## [HOW TO COMPLETE THIS TASK]
Given the records below, would you repeat exactly the lines that begin at the one containing "inline binary content." and end at the one containing "Image output parameters.", inclusive?

## [GIVEN DATA]
- - -

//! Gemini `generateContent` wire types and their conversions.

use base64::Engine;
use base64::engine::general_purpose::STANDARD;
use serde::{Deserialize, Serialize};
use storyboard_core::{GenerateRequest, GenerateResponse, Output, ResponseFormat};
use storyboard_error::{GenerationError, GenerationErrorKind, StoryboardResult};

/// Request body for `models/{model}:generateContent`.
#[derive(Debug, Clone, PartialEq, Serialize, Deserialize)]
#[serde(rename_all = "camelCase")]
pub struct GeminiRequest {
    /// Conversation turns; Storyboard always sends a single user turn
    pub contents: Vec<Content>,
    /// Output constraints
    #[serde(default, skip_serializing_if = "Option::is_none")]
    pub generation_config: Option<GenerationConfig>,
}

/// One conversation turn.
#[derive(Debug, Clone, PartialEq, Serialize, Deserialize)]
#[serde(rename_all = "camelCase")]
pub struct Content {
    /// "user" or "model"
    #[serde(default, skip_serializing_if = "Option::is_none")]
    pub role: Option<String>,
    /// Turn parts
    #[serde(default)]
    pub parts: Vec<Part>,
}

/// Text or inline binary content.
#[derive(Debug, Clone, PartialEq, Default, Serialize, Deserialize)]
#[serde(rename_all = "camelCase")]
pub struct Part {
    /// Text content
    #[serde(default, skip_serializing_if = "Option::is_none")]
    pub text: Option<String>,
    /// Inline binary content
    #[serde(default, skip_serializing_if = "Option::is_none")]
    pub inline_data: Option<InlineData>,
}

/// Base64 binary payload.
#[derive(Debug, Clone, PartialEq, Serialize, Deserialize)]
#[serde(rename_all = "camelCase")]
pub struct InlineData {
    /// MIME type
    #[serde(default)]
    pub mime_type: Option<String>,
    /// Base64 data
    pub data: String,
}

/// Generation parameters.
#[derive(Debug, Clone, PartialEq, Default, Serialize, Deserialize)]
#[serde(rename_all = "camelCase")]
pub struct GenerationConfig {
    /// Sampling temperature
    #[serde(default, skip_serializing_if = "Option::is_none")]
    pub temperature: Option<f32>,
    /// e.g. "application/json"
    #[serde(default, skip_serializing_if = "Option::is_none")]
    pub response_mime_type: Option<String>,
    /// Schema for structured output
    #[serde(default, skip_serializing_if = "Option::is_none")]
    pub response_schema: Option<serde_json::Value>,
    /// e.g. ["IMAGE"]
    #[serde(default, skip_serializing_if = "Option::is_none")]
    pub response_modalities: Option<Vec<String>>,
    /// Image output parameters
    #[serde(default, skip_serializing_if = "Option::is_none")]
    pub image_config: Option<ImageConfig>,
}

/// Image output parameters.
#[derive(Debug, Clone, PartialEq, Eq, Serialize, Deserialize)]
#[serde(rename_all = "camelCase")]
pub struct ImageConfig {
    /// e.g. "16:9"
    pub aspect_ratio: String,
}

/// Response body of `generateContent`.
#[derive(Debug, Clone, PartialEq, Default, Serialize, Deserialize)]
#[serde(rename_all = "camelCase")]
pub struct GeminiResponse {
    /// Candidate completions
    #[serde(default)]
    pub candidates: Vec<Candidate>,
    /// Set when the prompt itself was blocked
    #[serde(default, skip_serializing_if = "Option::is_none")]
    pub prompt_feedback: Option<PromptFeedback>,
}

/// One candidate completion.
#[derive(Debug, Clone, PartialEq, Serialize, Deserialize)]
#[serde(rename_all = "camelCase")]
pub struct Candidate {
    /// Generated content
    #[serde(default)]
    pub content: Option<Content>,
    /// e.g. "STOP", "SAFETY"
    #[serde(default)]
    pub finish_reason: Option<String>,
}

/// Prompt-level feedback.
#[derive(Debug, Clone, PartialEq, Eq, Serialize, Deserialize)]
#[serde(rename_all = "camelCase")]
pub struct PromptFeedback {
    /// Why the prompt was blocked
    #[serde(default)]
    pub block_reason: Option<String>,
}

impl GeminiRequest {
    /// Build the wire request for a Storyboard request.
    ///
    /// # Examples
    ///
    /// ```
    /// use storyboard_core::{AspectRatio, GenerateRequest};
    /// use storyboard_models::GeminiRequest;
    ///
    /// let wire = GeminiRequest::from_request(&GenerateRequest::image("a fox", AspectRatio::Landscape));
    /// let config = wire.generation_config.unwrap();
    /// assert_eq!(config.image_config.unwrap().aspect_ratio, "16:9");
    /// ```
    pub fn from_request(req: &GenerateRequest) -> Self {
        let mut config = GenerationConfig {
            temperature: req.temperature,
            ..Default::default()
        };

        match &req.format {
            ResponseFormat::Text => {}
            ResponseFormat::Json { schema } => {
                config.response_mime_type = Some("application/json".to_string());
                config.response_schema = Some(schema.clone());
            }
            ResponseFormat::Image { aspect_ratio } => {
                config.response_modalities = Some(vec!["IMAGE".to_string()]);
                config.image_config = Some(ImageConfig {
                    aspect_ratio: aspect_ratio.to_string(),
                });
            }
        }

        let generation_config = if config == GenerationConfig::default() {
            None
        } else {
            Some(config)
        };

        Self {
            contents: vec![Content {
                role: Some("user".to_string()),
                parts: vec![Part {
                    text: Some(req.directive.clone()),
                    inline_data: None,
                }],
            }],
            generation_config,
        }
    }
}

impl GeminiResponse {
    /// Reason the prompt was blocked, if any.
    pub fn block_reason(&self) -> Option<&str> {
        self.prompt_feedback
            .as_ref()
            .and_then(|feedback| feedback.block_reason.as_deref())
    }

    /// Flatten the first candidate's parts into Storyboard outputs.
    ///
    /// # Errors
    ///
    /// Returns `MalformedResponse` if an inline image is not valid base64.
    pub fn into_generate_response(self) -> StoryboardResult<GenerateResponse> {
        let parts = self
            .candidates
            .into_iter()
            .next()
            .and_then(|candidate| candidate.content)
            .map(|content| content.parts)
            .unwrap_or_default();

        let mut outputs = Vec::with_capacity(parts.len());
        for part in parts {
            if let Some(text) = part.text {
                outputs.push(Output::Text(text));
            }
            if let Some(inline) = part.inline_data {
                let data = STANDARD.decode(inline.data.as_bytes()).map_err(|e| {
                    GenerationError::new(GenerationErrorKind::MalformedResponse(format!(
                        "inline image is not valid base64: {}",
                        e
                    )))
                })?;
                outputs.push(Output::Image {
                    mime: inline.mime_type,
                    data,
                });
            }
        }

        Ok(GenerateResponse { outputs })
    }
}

- - -

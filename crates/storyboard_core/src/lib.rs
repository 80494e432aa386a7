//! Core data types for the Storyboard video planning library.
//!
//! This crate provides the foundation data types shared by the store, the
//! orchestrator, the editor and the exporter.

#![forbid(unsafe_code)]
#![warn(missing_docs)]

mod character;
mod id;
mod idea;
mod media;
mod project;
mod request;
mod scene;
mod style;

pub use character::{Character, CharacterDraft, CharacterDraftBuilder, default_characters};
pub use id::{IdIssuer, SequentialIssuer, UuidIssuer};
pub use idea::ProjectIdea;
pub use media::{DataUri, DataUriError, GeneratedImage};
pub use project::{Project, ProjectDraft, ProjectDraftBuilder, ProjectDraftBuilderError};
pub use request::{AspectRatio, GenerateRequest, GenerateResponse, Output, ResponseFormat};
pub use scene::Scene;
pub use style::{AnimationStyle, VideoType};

- - -

## [RESULT]
/// Text or inline binary content.
#[derive(Debug, Clone, PartialEq, Default, Serialize, Deserialize)]
#[serde(rename_all = "camelCase")]
pub struct Part {
    /// Text content
    #[serde(default, skip_serializing_if = "Option::is_none")]
    pub text: Option<String>,
    /// Inline binary content
    #[serde(default, skip_serializing_if = "Option::is_none")]
    pub inline_data: Option<InlineData>,
}

/// Base64 binary payload.
#[derive(Debug, Clone, PartialEq, Serialize, Deserialize)]
#[serde(rename_all = "camelCase")]
pub struct InlineData {
    /// MIME type
    #[serde(default)]
    pub mime_type: Option<String>,
    /// Base64 data
    pub data: String,
}

/// Generation parameters.
#[derive(Debug, Clone, PartialEq, Default, Serialize, Deserialize)]
#[serde(rename_all = "camelCase")]
pub struct GenerationConfig {
    /// Sampling temperature
    #[serde(default, skip_serializing_if = "Option::is_none")]
    pub temperature: Option<f32>,
    /// e.g. "application/json"
    #[serde(default, skip_serializing_if = "Option::is_none")]
    pub response_mime_type: Option<String>,
    /// Schema for structured output
    #[serde(default, skip_serializing_if = "Option::is_none")]
    pub response_schema: Option<serde_json::Value>,
    /// e.g. ["IMAGE"]
    #[serde(default, skip_serializing_if = "Option::is_none")]
    pub response_modalities: Option<Vec<String>>,
    /// Image output parameters
    #[serde(default, skip_serializing_if = "Option::is_none")]
    pub image_config: Option<ImageConfig>,
}

/// Image output parameters.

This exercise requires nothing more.